Task goal
Check each line below for the word "StewardError" and give the number of lines that have it, nothing more.

Data supplied
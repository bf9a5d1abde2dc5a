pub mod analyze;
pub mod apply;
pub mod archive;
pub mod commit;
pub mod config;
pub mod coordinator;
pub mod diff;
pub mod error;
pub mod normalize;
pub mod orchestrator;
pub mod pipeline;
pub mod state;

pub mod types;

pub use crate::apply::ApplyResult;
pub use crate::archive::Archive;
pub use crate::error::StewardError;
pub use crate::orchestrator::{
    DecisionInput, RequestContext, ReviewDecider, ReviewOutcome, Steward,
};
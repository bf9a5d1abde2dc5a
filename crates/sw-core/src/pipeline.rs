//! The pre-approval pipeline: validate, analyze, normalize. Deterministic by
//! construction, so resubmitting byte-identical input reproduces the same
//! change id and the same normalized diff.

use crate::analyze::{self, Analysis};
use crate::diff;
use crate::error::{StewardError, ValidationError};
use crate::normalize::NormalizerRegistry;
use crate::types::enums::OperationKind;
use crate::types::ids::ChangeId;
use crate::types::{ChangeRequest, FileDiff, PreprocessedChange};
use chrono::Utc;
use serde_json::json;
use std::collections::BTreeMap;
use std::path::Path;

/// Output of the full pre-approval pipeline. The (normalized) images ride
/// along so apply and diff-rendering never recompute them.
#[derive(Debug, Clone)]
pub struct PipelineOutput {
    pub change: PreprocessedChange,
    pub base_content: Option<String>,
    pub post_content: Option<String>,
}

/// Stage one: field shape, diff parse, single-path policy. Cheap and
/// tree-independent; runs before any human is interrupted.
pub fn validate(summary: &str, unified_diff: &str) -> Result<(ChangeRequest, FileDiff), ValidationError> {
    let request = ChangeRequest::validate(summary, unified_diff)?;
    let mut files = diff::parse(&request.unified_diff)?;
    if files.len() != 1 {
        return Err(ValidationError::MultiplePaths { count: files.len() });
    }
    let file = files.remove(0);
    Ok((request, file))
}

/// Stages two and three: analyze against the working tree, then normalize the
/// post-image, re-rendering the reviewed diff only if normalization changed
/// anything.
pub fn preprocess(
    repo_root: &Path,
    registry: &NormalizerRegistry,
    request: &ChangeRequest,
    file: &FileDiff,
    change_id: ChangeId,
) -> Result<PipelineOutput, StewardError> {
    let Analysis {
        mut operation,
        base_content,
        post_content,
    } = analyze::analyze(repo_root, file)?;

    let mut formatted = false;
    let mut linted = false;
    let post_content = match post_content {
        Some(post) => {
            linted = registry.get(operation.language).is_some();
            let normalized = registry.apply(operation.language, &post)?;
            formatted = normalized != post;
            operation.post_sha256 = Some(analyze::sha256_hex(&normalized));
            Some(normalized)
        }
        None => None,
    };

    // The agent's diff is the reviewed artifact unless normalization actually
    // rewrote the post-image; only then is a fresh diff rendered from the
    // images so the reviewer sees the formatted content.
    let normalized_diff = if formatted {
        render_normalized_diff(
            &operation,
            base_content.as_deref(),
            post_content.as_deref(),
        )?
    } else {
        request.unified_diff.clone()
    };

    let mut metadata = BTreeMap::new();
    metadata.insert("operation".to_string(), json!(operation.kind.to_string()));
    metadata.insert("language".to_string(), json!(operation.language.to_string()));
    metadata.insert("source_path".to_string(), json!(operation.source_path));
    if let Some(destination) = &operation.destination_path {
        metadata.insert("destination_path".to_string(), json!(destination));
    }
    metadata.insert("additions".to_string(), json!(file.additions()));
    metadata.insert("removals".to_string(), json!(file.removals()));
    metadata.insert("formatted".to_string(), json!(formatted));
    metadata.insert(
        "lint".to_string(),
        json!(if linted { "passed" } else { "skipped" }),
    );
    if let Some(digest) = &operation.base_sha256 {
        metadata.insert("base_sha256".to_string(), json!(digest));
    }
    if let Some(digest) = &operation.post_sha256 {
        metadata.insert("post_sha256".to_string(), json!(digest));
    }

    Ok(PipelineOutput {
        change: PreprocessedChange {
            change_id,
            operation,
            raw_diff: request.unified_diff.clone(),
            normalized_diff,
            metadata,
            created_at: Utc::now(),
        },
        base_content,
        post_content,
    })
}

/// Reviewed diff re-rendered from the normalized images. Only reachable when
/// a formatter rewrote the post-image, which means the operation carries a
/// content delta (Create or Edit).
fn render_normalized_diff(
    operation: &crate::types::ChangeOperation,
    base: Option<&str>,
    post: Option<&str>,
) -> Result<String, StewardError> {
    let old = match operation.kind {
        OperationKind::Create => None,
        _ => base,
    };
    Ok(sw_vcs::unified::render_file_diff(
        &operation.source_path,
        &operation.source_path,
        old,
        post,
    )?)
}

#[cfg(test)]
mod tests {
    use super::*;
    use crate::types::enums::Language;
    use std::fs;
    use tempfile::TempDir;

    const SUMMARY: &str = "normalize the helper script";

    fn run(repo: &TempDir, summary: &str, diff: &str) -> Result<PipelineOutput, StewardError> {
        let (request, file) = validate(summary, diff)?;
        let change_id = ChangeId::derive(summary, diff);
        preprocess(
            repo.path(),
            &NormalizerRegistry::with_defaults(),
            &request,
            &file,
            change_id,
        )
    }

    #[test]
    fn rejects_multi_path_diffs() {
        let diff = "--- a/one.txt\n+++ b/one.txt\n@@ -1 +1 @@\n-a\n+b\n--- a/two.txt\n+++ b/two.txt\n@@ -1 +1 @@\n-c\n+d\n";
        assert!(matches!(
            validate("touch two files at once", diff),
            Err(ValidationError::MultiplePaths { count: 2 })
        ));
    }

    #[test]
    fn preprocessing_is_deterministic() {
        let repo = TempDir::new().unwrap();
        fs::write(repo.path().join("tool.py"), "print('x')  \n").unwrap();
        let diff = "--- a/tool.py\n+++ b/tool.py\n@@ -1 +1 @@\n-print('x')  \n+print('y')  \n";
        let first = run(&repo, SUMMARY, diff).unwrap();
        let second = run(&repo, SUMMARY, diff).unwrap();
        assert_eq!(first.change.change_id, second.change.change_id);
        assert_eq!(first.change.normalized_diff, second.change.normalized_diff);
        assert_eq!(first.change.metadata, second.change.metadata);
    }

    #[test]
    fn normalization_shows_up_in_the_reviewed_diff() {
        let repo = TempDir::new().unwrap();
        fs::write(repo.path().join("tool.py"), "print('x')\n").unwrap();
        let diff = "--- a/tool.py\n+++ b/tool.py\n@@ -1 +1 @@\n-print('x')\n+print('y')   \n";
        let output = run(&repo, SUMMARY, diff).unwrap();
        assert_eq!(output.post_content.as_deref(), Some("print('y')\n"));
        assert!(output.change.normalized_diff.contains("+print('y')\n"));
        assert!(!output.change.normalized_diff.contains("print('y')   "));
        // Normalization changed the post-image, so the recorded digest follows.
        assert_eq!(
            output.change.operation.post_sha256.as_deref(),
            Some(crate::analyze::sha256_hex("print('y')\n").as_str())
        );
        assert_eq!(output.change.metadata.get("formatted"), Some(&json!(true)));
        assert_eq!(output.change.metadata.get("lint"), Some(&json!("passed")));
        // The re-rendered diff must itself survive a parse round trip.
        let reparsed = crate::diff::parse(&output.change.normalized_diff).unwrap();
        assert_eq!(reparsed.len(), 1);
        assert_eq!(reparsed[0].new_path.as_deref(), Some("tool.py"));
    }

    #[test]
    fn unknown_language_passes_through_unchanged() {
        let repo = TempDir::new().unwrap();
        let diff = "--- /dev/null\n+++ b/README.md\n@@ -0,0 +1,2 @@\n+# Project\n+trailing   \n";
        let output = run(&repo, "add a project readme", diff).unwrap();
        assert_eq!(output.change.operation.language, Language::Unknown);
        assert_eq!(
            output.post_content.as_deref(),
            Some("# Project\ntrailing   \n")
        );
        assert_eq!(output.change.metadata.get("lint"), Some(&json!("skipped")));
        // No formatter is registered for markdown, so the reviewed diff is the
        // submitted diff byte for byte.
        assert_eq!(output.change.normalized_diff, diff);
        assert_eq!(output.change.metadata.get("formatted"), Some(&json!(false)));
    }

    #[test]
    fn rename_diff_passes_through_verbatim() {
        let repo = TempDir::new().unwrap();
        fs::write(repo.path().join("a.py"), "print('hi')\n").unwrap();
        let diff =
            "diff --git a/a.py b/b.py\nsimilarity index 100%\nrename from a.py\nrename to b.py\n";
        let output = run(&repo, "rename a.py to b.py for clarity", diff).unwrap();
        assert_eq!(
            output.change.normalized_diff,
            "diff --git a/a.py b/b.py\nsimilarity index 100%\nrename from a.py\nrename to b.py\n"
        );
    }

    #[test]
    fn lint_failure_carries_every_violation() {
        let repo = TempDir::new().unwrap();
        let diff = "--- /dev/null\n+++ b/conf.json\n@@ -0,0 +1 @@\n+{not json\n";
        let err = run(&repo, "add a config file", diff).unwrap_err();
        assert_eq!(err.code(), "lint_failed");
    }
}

Answer to this exercise
5